Stored data
/---
// ── In-memory router for unit tests ──
//
// Behaves like the REST API at the level the core cares about: rows per
// menu path, `*N` identifiers, name clashes rejected, unknown ids rejected.
// Every call is recorded so tests can assert on exactly what was sent.

#![allow(clippy::unwrap_used)]

use std::collections::HashMap;
use std::sync::Mutex;

use hotspotctl_api::{Error, Fields, ID_FIELD, ResourceClient, ResourcePath, Row};
use serde_json::Value;

/// One recorded collaborator call.
#[derive(Debug, Clone, PartialEq, Eq)]
pub(crate) enum Call {
    List(&'static str),
    Add(&'static str, Fields),
    Set(&'static str, String, Fields),
    Remove(&'static str, String),
}

impl Call {
    pub(crate) fn is_mutation(&self) -> bool {
        !matches!(self, Self::List(_))
    }
}

#[derive(Default)]
struct State {
    rows: HashMap<&'static str, Vec<Row>>,
    calls: Vec<Call>,
    next_id: u32,
    adds: usize,
    fail_add_at: Option<usize>,
    refuse_login: bool,
}

#[derive(Default)]
pub(crate) struct FakeRouter {
    state: Mutex<State>,
}

fn trap(status: u16, detail: &str) -> Error {
    Error::Trap {
        status,
        message: "Bad Request".into(),
        detail: Some(detail.into()),
    }
}

impl FakeRouter {
    pub(crate) fn new() -> Self {
        Self::default()
    }

    /// Seed a collection. Rows without `.id` get one assigned.
    pub(crate) fn with_rows(self, path: ResourcePath, rows: Value) -> Self {
        {
            let mut state = self.state.lock().unwrap();
            let rows: Vec<Row> = serde_json::from_value(rows).unwrap();
            for mut row in rows {
                if !row.contains_key(ID_FIELD) {
                    let id = state.assign_id();
                    row.insert(ID_FIELD.into(), Value::String(id));
                }
                state.rows.entry(path.as_str()).or_default().push(row);
            }
        }
        self
    }

    /// Make the `n`th `add` call (1-based) fail with a trap.
    pub(crate) fn failing_add(self, n: usize) -> Self {
        self.state.lock().unwrap().fail_add_at = Some(n);
        self
    }

    /// Answer every call with an authentication failure.
    pub(crate) fn refusing_login(self) -> Self {
        self.state.lock().unwrap().refuse_login = true;
        self
    }

    pub(crate) fn calls(&self) -> Vec<Call> {
        self.state.lock().unwrap().calls.clone()
    }

    pub(crate) fn rows(&self, path: ResourcePath) -> Vec<Row> {
        self.state
            .lock()
            .unwrap()
            .rows
            .get(path.as_str())
            .cloned()
            .unwrap_or_default()
    }
}

impl State {
    fn assign_id(&mut self) -> String {
        self.next_id += 1;
        format!("*{:X}", self.next_id)
    }

    fn gate(&mut self, call: Call) -> Result<(), Error> {
        self.calls.push(call);
        if self.refuse_login {
            return Err(Error::Authentication {
                message: "invalid user name or password".into(),
            });
        }
        Ok(())
    }

    fn position(&self, path: &str, id: &str) -> Option<usize> {
        self.rows.get(path)?.iter().position(|row| {
            row.get(ID_FIELD).and_then(Value::as_str) == Some(id)
        })
    }
}

impl ResourceClient for FakeRouter {
    async fn list(&self, path: ResourcePath) -> Result<Vec<Row>, Error> {
        let mut state = self.state.lock().unwrap();
        state.gate(Call::List(path.as_str()))?;
        Ok(state.rows.get(path.as_str()).cloned().unwrap_or_default())
    }

    async fn add(&self, path: ResourcePath, fields: &Fields) -> Result<Option<String>, Error> {
        let mut state = self.state.lock().unwrap();
        state.gate(Call::Add(path.as_str(), fields.clone()))?;

        state.adds += 1;
        if state.fail_add_at == Some(state.adds) {
            return Err(trap(400, "failure: injected"));
        }

        let clash = fields.get("name").is_some_and(|name| {
            state.rows.get(path.as_str()).is_some_and(|rows| {
                rows.iter()
                    .any(|row| row.get("name").and_then(Value::as_str) == Some(name.as_str()))
            })
        });
        if clash {
            return Err(trap(400, "failure: already have such name"));
        }

        let id = state.assign_id();
        let mut row: Row = fields
            .iter()
            .map(|(k, v)| (k.clone(), Value::String(v.clone())))
            .collect();
        row.insert(ID_FIELD.into(), Value::String(id.clone()));
        state.rows.entry(path.as_str()).or_default().push(row);
        Ok(Some(id))
    }

    async fn set(&self, path: ResourcePath, id: &str, fields: &Fields) -> Result<(), Error> {
        let mut state = self.state.lock().unwrap();
        state.gate(Call::Set(path.as_str(), id.to_owned(), fields.clone()))?;

        let Some(pos) = state.position(path.as_str(), id) else {
            return Err(trap(404, "no such item"));
        };
        let row = &mut state.rows.get_mut(path.as_str()).unwrap()[pos];
        for (k, v) in fields {
            row.insert(k.clone(), Value::String(v.clone()));
        }
        Ok(())
    }

    async fn remove(&self, path: ResourcePath, id: &str) -> Result<(), Error> {
        let mut state = self.state.lock().unwrap();
        state.gate(Call::Remove(path.as_str(), id.to_owned()))?;

        let Some(pos) = state.position(path.as_str(), id) else {
            return Err(trap(404, "no such item"));
        };
        state.rows.get_mut(path.as_str()).unwrap().remove(pos);
        Ok(())
    }
}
\---
_Exercise prompt_: Among the records, find every line holding the word "ResourcePath" and copy it.

_Response to the exercise_:
use hotspotctl_api::{Error, Fields, ID_FIELD, ResourceClient, ResourcePath, Row};
    pub(crate) fn with_rows(self, path: ResourcePath, rows: Value) -> Self {
    pub(crate) fn rows(&self, path: ResourcePath) -> Vec<Row> {
    async fn list(&self, path: ResourcePath) -> Result<Vec<Row>, Error> {
    async fn add(&self, path: ResourcePath, fields: &Fields) -> Result<Option<String>, Error> {
    async fn set(&self, path: ResourcePath, id: &str, fields: &Fields) -> Result<(), Error> {
    async fn remove(&self, path: ResourcePath, id: &str) -> Result<(), Error> {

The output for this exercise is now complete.